WORK TO BE COMPLETED: From the data below, repeat exactly the lines from the line with "already connected browser" to the line with "session from an earlier attempt", both included.

DATA TO PROCESS:
#[cfg(test)]
mod tests {
    use super::*;
    use crate::code::VerificationCode;
    use crate::config::{RevoxConfig, Secret};
    use crate::error::{FailureKind, SessionError};
    use crate::session::{MockCodeSource, MockLoginSession};

    fn config(unity_retries: u32, email_retries: u32, delay_secs: u64) -> RevoxConfig {
        let mut config = RevoxConfig::default();
        config.unity.login = "ci@example.com".to_string();
        config.unity.password = Secret::new("hunter2");
        config.unity.retry_count = unity_retries;
        config.email.login = "codes@example.com".to_string();
        config.email.password = Secret::new("mail-pass");
        config.email.host = "imap.example.com".to_string();
        config.email.retry_count = email_retries;
        config.email.retry_delay_seconds = delay_secs;
        config
    }

    fn orchestrator(
        config: RevoxConfig,
        session: MockLoginSession,
        codes: MockCodeSource,
    ) -> Orchestrator<MockLoginSession, MockCodeSource> {
        Orchestrator::new(Context::new(config), session, codes)
    }

    #[tokio::test(start_paused = true)]
    async fn success_revokes_without_mailbox() {
        let mut session = MockLoginSession::new();
        session
            .expect_login()
            .times(1)
            .returning(|| Ok(LoginOutcome::Success));
        session.expect_try_revoke().times(1).returning(|| Ok(true));
        session.expect_apply_two_factor().never();
        let mut codes = MockCodeSource::new();
        codes.expect_fetch_latest().never();

        let report = orchestrator(config(3, 3, 5), session, codes)
            .run()
            .await
            .unwrap();

        assert_eq!(report.login_attempts, 1);
        assert_eq!(report.code_fetches, 0);
        assert_eq!(report.revoke_attempts, 1);
    }

    #[tokio::test(start_paused = true)]
    async fn rejected_credentials_are_fatal() {
        let mut session = MockLoginSession::new();
        session
            .expect_login()
            .times(1)
            .returning(|| Ok(LoginOutcome::Failure));
        session.expect_try_revoke().never();
        let mut codes = MockCodeSource::new();
        codes.expect_fetch_latest().never();

        let mut orchestrator = orchestrator(config(5, 5, 5), session, codes);
        let err = orchestrator.run().await.unwrap_err();

        assert!(matches!(err, RevoxError::Unauthorized { ref login } if login == "ci@example.com"));
        assert_eq!(orchestrator.report().login_attempts, 1);
    }

    #[tokio::test(start_paused = true)]
    async fn failed_revoke_retries_whole_workflow() {
        let mut session = MockLoginSession::new();
        session
            .expect_login()
            .times(3)
            .returning(|| Ok(LoginOutcome::Success));
        session.expect_try_revoke().times(3).returning(|| Ok(false));
        let codes = MockCodeSource::new();

        let mut orchestrator = orchestrator(config(3, 3, 5), session, codes);
        let err = orchestrator.run().await.unwrap_err();

        assert_eq!(err.failure_kind(), Some(FailureKind::RevokeFailed));
        assert_eq!(orchestrator.report().login_attempts, 3);
    }

    #[tokio::test(start_paused = true)]
    async fn revoke_recovers_on_later_attempt() {
        let mut session = MockLoginSession::new();
        session
            .expect_login()
            .times(2)
            .returning(|| Ok(LoginOutcome::Success));
        let mut revokes = 0;
        session.expect_try_revoke().times(2).returning(move || {
            revokes += 1;
            Ok(revokes == 2)
        });

        let report = orchestrator(config(3, 3, 5), session, MockCodeSource::new())
            .run()
            .await
            .unwrap();

        assert_eq!(report.login_attempts, 2);
    }

    #[tokio::test(start_paused = true)]
    async fn two_factor_code_applied_then_revoked() {
        let mut session = MockLoginSession::new();
        session
            .expect_login()
            .times(1)
            .returning(|| Ok(LoginOutcome::TwoFactorRequired));
        session
            .expect_apply_two_factor()
            .withf(|code| code.as_str() == "482913")
            .times(1)
            .returning(|_| Ok(true));
        session.expect_try_revoke().times(1).returning(|| Ok(true));
        let mut codes = MockCodeSource::new();
        codes
            .expect_fetch_latest()
            .times(1)
            .returning(|| Ok(VerificationCode::new("482913")));

        let report = orchestrator(config(3, 3, 5), session, codes)
            .run()
            .await
            .unwrap();

        assert_eq!(report.code_fetches, 1);
        assert_eq!(report.two_factor_attempts, 1);
    }

    #[tokio::test(start_paused = true)]
    async fn missing_code_exhausts_inner_budget() {
        let mut session = MockLoginSession::new();
        session
            .expect_login()
            .times(1)
            .returning(|| Ok(LoginOutcome::TwoFactorRequired));
        session.expect_apply_two_factor().never();
        session.expect_try_revoke().never();
        let mut codes = MockCodeSource::new();
        codes
            .expect_fetch_latest()
            .times(4)
            .returning(|| Ok(VerificationCode::empty()));

        let start = Instant::now();
        let mut orchestrator = orchestrator(config(3, 4, 10), session, codes);
        let err = orchestrator.run().await.unwrap_err();

        assert_eq!(err.failure_kind(), Some(FailureKind::TwoFactorFailed));
        assert!(err.to_string().contains("can't fetch code"));
        assert!(start.elapsed() >= Duration::from_secs(30));
        assert_eq!(orchestrator.report().login_attempts, 1);
    }

    #[tokio::test(start_paused = true)]
    async fn rejected_code_is_retried_with_fresh_fetch() {
        let mut session = MockLoginSession::new();
        session
            .expect_login()
            .times(1)
            .returning(|| Ok(LoginOutcome::TwoFactorRequired));
        session
            .expect_apply_two_factor()
            .times(2)
            .returning(|code| Ok(code.as_str() == "222222"));
        session.expect_try_revoke().times(1).returning(|| Ok(true));
        let mut codes = MockCodeSource::new();
        let mut fetched = 0;
        codes.expect_fetch_latest().times(2).returning(move || {
            fetched += 1;
            Ok(VerificationCode::new(if fetched == 1 { "111111" } else { "222222" }))
        });

        let report = orchestrator(config(3, 3, 5), session, codes)
            .run()
            .await
            .unwrap();

        assert_eq!(report.code_fetches, 2);
        assert_eq!(report.login_attempts, 1);
    }

    #[tokio::test(start_paused = true)]
    async fn revoke_failure_after_two_factor_restarts_login() {
        let mut session = MockLoginSession::new();
        let mut logins = 0;
        session.expect_login().times(2).returning(move || {
            logins += 1;
            Ok(if logins == 1 {
                LoginOutcome::TwoFactorRequired
            } else {
                LoginOutcome::Success
            })
        });
        session
            .expect_apply_two_factor()
            .times(1)
            .returning(|_| Ok(true));
        let mut revokes = 0;
        session.expect_try_revoke().times(2).returning(move || {
            revokes += 1;
            Ok(revokes == 2)
        });
        let mut codes = MockCodeSource::new();
        codes
            .expect_fetch_latest()
            .times(1)
            .returning(|| Ok(VerificationCode::new("482913")));

        let report = orchestrator(config(3, 3, 5), session, codes)
            .run()
            .await
            .unwrap();

        assert_eq!(report.login_attempts, 2);
        assert_eq!(report.two_factor_attempts, 1);
    }

    #[tokio::test(start_paused = true)]
    async fn session_error_is_not_retried() {
        let mut session = MockLoginSession::new();
        session
            .expect_login()
            .times(1)
            .returning(|| Err(SessionError::ElementNotFound("#email".to_string())));

        let err = orchestrator(config(5, 5, 5), session, MockCodeSource::new())
            .run()
            .await
            .unwrap_err();

        assert!(matches!(err, RevoxError::Session(_)));
    }

    #[tokio::test(start_paused = true)]
    async fn deadline_bounds_whole_run() {
        let mut session = MockLoginSession::new();
        session
            .expect_login()
            .times(1)
            .returning(|| Ok(LoginOutcome::TwoFactorRequired));
        let mut codes = MockCodeSource::new();
        codes
            .expect_fetch_latest()
            .returning(|| Ok(VerificationCode::empty()));

        let mut config = config(3, 1000, 10);
        config.run.timeout_secs = 60;

        let err = orchestrator(config, session, codes)
            .run()
            .await
            .unwrap_err();

        assert!(matches!(err, RevoxError::Timeout { secs: 60 }));
    }
}
//! Account portal session
//!
//! Implements [`LoginSession`] by driving the portal's sign-in, two-factor
//! and subscriptions pages through a [`WebDriverClient`].

use crate::webdriver::{firefox_capabilities, Browser, WebDriverClient, WebDriverError};
use async_trait::async_trait;
use revox_core::{
    ActivationCount, LoginOutcome, LoginSession, RevoxConfig, Secret, SessionError,
    VerificationCode,
};

/// CSS selectors of the portal markup
pub mod selectors {
    /// Sign-in email field
    pub const EMAIL_INPUT: &str = "#conversations_create_session_form_email";
    /// Sign-in password field
    pub const PASSWORD_INPUT: &str = "#conversations_create_session_form_password";
    /// Submit button on sign-in and two-factor forms
    pub const SUBMIT_BUTTON: &str = "input.btn.bg-gr";
    /// Two-factor code field
    pub const TWO_FACTOR_INPUT: &str = "#conversations_email_tfa_required_form_code";
    /// Error banner
    pub const ERROR_BANNER: &str = "div.error-msg";
    /// Activations status label, e.g. "Total 3, of 5 seats"
    pub const ACTIVATIONS_LABEL: &str = "span.left.pt5.ml20";
    /// Revoke-all button on the subscriptions page
    pub const REVOKE_BUTTON: &str = "input.btn.s.outlined.mr15.mb15.right";
}

/// What the page showed after submitting credentials
#[derive(Debug, Clone, Copy, Default, PartialEq, Eq)]
pub struct LoginPage {
    /// Two-factor code field present
    pub two_factor_field: bool,
    /// Error banner present
    pub error_banner: bool,
    /// Sign-in form still present
    pub sign_in_form: bool,
}

impl LoginPage {
    /// Classify the page
    ///
    /// A page still showing the sign-in form without an explanation is
    /// unclassifiable and counts as a failure.
    #[must_use]
    pub fn classify(self) -> LoginOutcome {
        if self.two_factor_field {
            LoginOutcome::TwoFactorRequired
        } else if self.error_banner || self.sign_in_form {
            LoginOutcome::Failure
        } else {
            LoginOutcome::Success
        }
    }
}

/// Browser session on the account portal
#[derive(Debug)]
pub struct PortalSession<B = WebDriverClient> {
    browser: B,
    base_url: String,
    licenses_url: String,
    login: String,
    password: Secret,
}

impl PortalSession<WebDriverClient> {
    /// Open a browser session for the configured account
    ///
    /// # Errors
    /// Driver unreachable or session refused.
    pub async fn open(config: &RevoxConfig) -> Result<Self, SessionError> {
        let portal = &config.portal;
        let client =
            WebDriverClient::connect(&portal.webdriver_url, firefox_capabilities(portal.headless))
                .await?;
        client.set_implicit_wait(portal.implicit_wait()).await?;

        Ok(Self::with_browser(client, config))
    }
}

impl<B: Browser> PortalSession<B> {
    /// Drive the portal through an already connected browser
    #[must_use]
    pub fn with_browser(browser: B, config: &RevoxConfig) -> Self {
        Self {
            browser,
            base_url: config.portal.base_url.clone(),
            licenses_url: config.portal.licenses_url.clone(),
            login: config.unity.login.clone(),
            password: config.unity.password.clone(),
        }
    }

    /// Underlying browser
    #[inline]
    #[must_use]
    pub fn browser(&self) -> &B {
        &self.browser
    }

    /// End the browser session
    ///
    /// # Errors
    /// Driver command failure.
    pub async fn close(&mut self) -> Result<(), SessionError> {
        self.browser.close().await.map_err(SessionError::from)
    }

    /// Land on the sign-in page with no session from an earlier attempt
    async fn open_sign_in(&self) -> Result<(), WebDriverError> {
        self.browser.navigate(&self.base_url).await?;
        if self
            .browser
            .find_optional(selectors::EMAIL_INPUT)
            .await?
            .is_none()
        {
            tracing::info!("Still signed in from an earlier attempt, dropping cookies");
            self.browser.delete_cookies().await?;
            self.browser.navigate(&self.base_url).await?;
        }
        self.log_page("login").await
    }

    async fn fill(&self, selector: &str, text: &str) -> Result<(), WebDriverError> {
        let field = self.browser.find(selector).await?;
        self.browser.clear(&field).await?;
        self.browser.send_keys(&field, text).await
    }

    async fn log_page(&self, step: &'static str) -> Result<(), WebDriverError> {
        let url = self.browser.current_url().await?;
        let title = self.browser.title().await?;
        tracing::info!(step, url = %url, title = %title, "Page loaded");
        Ok(())
    }
}

#[async_trait]
impl<B: Browser + 'static> LoginSession for PortalSession<B> {
    async fn login(&mut self) -> Result<LoginOutcome, SessionError> {
        self.open_sign_in().await?;

        self.fill(selectors::EMAIL_INPUT, &self.login).await?;
        self.fill(selectors::PASSWORD_INPUT, self.password.expose())
            .await?;
        let submit = self.browser.find(selectors::SUBMIT_BUTTON).await?;
        self.browser.click(&submit).await?;

        let page = LoginPage {
            two_factor_field: self
                .browser
                .find_optional(selectors::TWO_FACTOR_INPUT)
                .await?
                .is_some(),
            error_banner: self
                .browser
                .find_optional(selectors::ERROR_BANNER)
                .await?
                .is_some(),
            sign_in_form: self
                .browser
                .find_optional(selectors::PASSWORD_INPUT)
                .await?
                .is_some(),
        };

        let outcome = page.classify();
        match outcome {
            LoginOutcome::TwoFactorRequired => tracing::info!("Verification required"),
            LoginOutcome::Failure => tracing::info!(?page, "Authorization failure"),
            LoginOutcome::Success => {}
        }
        Ok(outcome)
    }

    async fn apply_two_factor(&mut self, code: &VerificationCode) -> Result<bool, SessionError> {
        tracing::debug!(code = %code, "Applying verification code");

        self.fill(selectors::TWO_FACTOR_INPUT, code.as_str()).await?;
        let submit = self.browser.find(selectors::SUBMIT_BUTTON).await?;
        self.browser.click(&submit).await?;

        let rejected = match self.browser.find_optional(selectors::ERROR_BANNER).await? {
            Some(banner) => self.browser.is_displayed(&banner).await?,
            None => false,
        };
        Ok(!rejected)
    }

    async fn count(&mut self) -> Result<ActivationCount, SessionError> {
        self.browser.navigate(&self.licenses_url).await?;
        self.log_page("count").await?;

        match self
            .browser
            .find_optional(selectors::ACTIVATIONS_LABEL)
            .await?
        {
            Some(label) => {
                let text = self.browser.text(&label).await?;
                Ok(ActivationCount::parse_label(&text))
            }
            None => Ok(ActivationCount::ZERO),
        }
    }

    async fn revoke_all(&mut self) -> Result<(), SessionError> {
        let button = self.browser.find(selectors::REVOKE_BUTTON).await?;
        self.browser.click(&button).await?;
        Ok(())
    }
}
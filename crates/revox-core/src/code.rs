//! Verification code delivered by email

use std::fmt;

/// Numeric code from the latest verification email
///
/// An empty code means no matching email has arrived yet.
#[derive(Debug, Clone, Default, PartialEq, Eq, Hash)]
pub struct VerificationCode(String);

impl VerificationCode {
    /// Wrap a code string
    #[inline]
    pub fn new(code: impl Into<String>) -> Self {
        Self(code.into())
    }

    /// Code not available yet
    #[inline]
    #[must_use]
    pub fn empty() -> Self {
        Self::default()
    }

    /// Whether no code was found
    #[inline]
    #[must_use]
    pub fn is_empty(&self) -> bool {
        self.0.trim().is_empty()
    }

    /// Code text
    #[inline]
    #[must_use]
    pub fn as_str(&self) -> &str {
        &self.0
    }
}

impl fmt::Display for VerificationCode {
    fn fmt(&self, f: &mut fmt::Formatter<'_>) -> fmt::Result {
        f.write_str(&self.0)
    }
}

impl From<&str> for VerificationCode {
    fn from(code: &str) -> Self {
        Self::new(code)
    }
}

impl From<String> for VerificationCode {
    fn from(code: String) -> Self {
        Self(code)
    }
}

#[cfg(test)]
mod tests {
    use super::*;

    #[test]
    fn blank_code_is_empty() {
        assert!(VerificationCode::empty().is_empty());
        assert!(VerificationCode::new("  ").is_empty());
        assert!(!VerificationCode::new("482913").is_empty());
    }
}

SOLUTION TO THIS TASK:
    /// Drive the portal through an already connected browser
    #[must_use]
    pub fn with_browser(browser: B, config: &RevoxConfig) -> Self {
        Self {
            browser,
            base_url: config.portal.base_url.clone(),
            licenses_url: config.portal.licenses_url.clone(),
            login: config.unity.login.clone(),
            password: config.unity.password.clone(),
        }
    }

    /// Underlying browser
    #[inline]
    #[must_use]
    pub fn browser(&self) -> &B {
        &self.browser
    }

    /// End the browser session
    ///
    /// # Errors
    /// Driver command failure.
    pub async fn close(&mut self) -> Result<(), SessionError> {
        self.browser.close().await.map_err(SessionError::from)
    }

    /// Land on the sign-in page with no session from an earlier attempt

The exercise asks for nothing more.